M. Adesina a salué les efforts audacieux déployés par le directeur du FMI et la secrétaire américaine au Trésor, Janet Yellen, au plus fort de la pandémie de grippe aviaire en 2021, pour soutenir l’économie mondiale en allouant 650 milliards de dollars en droits de tirage spéciaux (DTS).
L’Afrique, qui compte plus de 1,2 milliard d’habitants, a reçu environ 33 milliards de dollars de DTS, soit seulement 5 % de l’allocation totale, la plus petite portion parmi les différentes régions du monde.
La Banque africaine de développement continue de mener des discussions et de développer des modèles qui permettront de réacheminer les DTS par l’intermédiaire des banques multilatérales de développement. Les banques multilatérales de développement peuvent multiplier ces ressources par trois ou quatre par rapport à leur valeur initiale. M. Adesina a remercié le FMI de travailler avec l’équipe de la Banque africaine de développement sur une initiative qui pourrait permettre de canaliser les DTS par l’intermédiaire des banques multilatérales de développement.
« En collaboration avec la Banque interaméricaine de développement, nous avons élaboré un modèle qui répond au statut d’actif de réserve du FMI. Si vous acheminez 5 milliards de dollars par l’intermédiaire de la Banque, nous utiliserons notre pouvoir de levier et cela pourrait facilement se transformer en 20 milliards de dollars de nouveaux financements pour l’Afrique », a déclaré M. Adesina.
Le chef de la Banque a déclaré que cette initiative apporterait un soutien indispensable aux pays d’Afrique où la dette post-pandémique reste un défi majeur. « La situation est plus grave pour les pays à faible revenu qui constituent le guichet de prêts concessionnels de la Banque, le Fonds africain de développement. Ils sont également les plus vulnérables au monde face au changement climatique ».

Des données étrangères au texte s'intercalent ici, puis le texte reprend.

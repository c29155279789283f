use super::event_handling::handle_event;
use super::rendering::format_message;
use crate::components::common::Msg;
use crate::models::ChatMessage;
use crate::theme::Palette;
use tuirealm::command::{Cmd, CmdResult};
use tuirealm::props::{Alignment, Props};
use tuirealm::ratatui::layout::Rect;
use tuirealm::ratatui::style::{Modifier, Style};
use tuirealm::ratatui::text::Line;
use tuirealm::ratatui::widgets::{Block, BorderType, Borders, Paragraph};
use tuirealm::{
    AttrValue, Attribute, Component, Event, Frame, MockComponent, NoUserEvent, State, StateValue,
};

/// Data the history view is remounted with whenever the list changes
#[derive(Debug, Clone, Default)]
pub struct HistoryView {
    /// Only the messages inside the viewport, oldest first
    pub visible: Vec<ChatMessage>,
    pub title: String,
    pub scroll_offset: u32,
    pub focused: bool,
    /// Empty-state text shown when there is nothing to list yet
    pub placeholder: Option<String>,
}

/// Scrollable chat history. Key presses turn into scroll or load-more
/// intents; the model owns the list and decides what to fetch.
pub struct PaginatedHistory {
    props: Props,
    view: HistoryView,
    page_rows: u16,
}

impl PaginatedHistory {
    pub fn new(view: HistoryView) -> Self {
        Self {
            props: Props::default(),
            view,
            page_rows: 10,
        }
    }

    /// Rows moved by PageUp/PageDown: the height of the last render
    pub fn page_rows(&self) -> u16 {
        self.page_rows
    }

    pub fn history(&self) -> &HistoryView {
        &self.view
    }
}

impl Component<Msg, NoUserEvent> for PaginatedHistory {
    fn on(&mut self, ev: Event<NoUserEvent>) -> Option<Msg> {
        handle_event(self, ev)
    }
}

impl MockComponent for PaginatedHistory {
    fn view(&mut self, frame: &mut Frame, area: Rect) {
        self.page_rows = area.height.saturating_sub(2).max(1);

        let border_color = if self.view.focused {
            Palette::primary_accent()
        } else {
            Palette::text_muted()
        };
        let block = Block::default()
            .borders(Borders::ALL)
            .border_type(BorderType::Rounded)
            .border_style(Style::default().fg(border_color))
            .title(self.view.title.as_str())
            .title_alignment(Alignment::Center)
            .title_style(
                Style::default()
                    .fg(Palette::title_accent())
                    .add_modifier(Modifier::BOLD),
            );

        let paragraph = match (&self.view.placeholder, self.view.visible.is_empty()) {
            (Some(placeholder), true) => Paragraph::new(Line::from(placeholder.as_str()))
                .style(Style::default().fg(Palette::text_muted()))
                .alignment(Alignment::Center),
            _ => Paragraph::new(
                self.view
                    .visible
                    .iter()
                    .map(format_message)
                    .collect::<Vec<_>>(),
            ),
        };

        frame.render_widget(paragraph.block(block), area);
    }

    fn query(&self, attr: Attribute) -> Option<AttrValue> {
        self.props.get(attr)
    }

    fn attr(&mut self, attr: Attribute, value: AttrValue) {
        if matches!(attr, Attribute::Focus) {
            if let AttrValue::Flag(focused) = value {
                self.view.focused = focused;
            }
        }
        self.props.set(attr, value);
    }

    fn state(&self) -> State {
        State::One(StateValue::U32(self.view.scroll_offset))
    }

    fn perform(&mut self, _cmd: Cmd) -> CmdResult {
        CmdResult::None
    }
}
use crate::config::{self, defaults::DEFAULT_LOG_FILE};
use fern::colors::{Color, ColoredLevelConfig};
use log::LevelFilter;
use std::fs::OpenOptions;

/// Map a configured level name to a filter. Unknown names fall back to Info.
pub fn parse_level(level: &str) -> LevelFilter {
    match level.to_lowercase().as_str() {
        "trace" => LevelFilter::Trace,
        "debug" => LevelFilter::Debug,
        "warn" => LevelFilter::Warn,
        "error" => LevelFilter::Error,
        "off" => LevelFilter::Off,
        _ => LevelFilter::Info,
    }
}

/// Install the global logger. Output goes to a file only: the terminal
/// belongs to the TUI once it starts.
pub fn setup_logger() -> Result<(), log::SetLoggerError> {
    let config = config::get_config_or_panic();
    let log_level = parse_level(config.logging().level());

    let colors = ColoredLevelConfig::new()
        .trace(Color::BrightBlack)
        .debug(Color::BrightBlue)
        .info(Color::Green)
        .warn(Color::Yellow)
        .error(Color::Red);

    let base_config = fern::Dispatch::new()
        .format(move |out, message, record| {
            out.finish(format_args!(
                "[{} {} {}] {}",
                chrono::Local::now().format("%Y-%m-%d %H:%M:%S%.3f"),
                colors.color(record.level()),
                record.target(),
                message
            ))
        })
        .level(log_level);

    let file_path = config.logging().file().unwrap_or(DEFAULT_LOG_FILE);

    match OpenOptions::new().create(true).append(true).open(file_path) {
        Ok(file) => {
            base_config.chain(file).apply()?;
            // Shown before the TUI takes over the screen
            println!("Logging to file: {file_path}");
        }
        Err(e) => {
            eprintln!("Warning: Failed to open log file '{file_path}': {e}");
            eprintln!("Continuing without file logging.");
            base_config.apply()?;
        }
    }

    log::info!(
        "Logger initialized with level: {}",
        config.logging().level()
    );
    Ok(())
}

Mme Georgieva, qui a publiquement soutenu l’initiative de la Banque sur les DTS, a déclaré que les deux institutions continueraient à travailler ensemble pour trouver des moyens de déployer les DTS en tant que capital hybride.
« Je soutiens publiquement les efforts de la Banque et si cela réussit, il y aura une expansion significative de la capacité financière des pays, même au-delà de nos années de mandat », a-t-elle déclaré.
La proposition de DTS du Groupe de la Banque africaine de développement est soutenue par les dirigeants africains ainsi que par le secrétaire général des Nations unies, António Guterres.
Le directeur du FMI a également salué l’initiative de la Banque, en collaboration avec l’Union africaine, visant à créer un mécanisme africain de sécurité financière pour protéger le continent contre les chocs exogènes tels que l’impact de Covid-19.
Selon M. Adesina, « l’Afrique est la seule région du monde qui ne dispose pas d’un filet de sécurité contre les chocs. L’Europe l’a. L’Asie l’a. L’Amérique l’a. Le Moyen-Orient l’a. »
L’Union africaine a approuvé la proposition de mécanisme du Groupe de la Banque africaine de développement lors de son sommet de février 2022.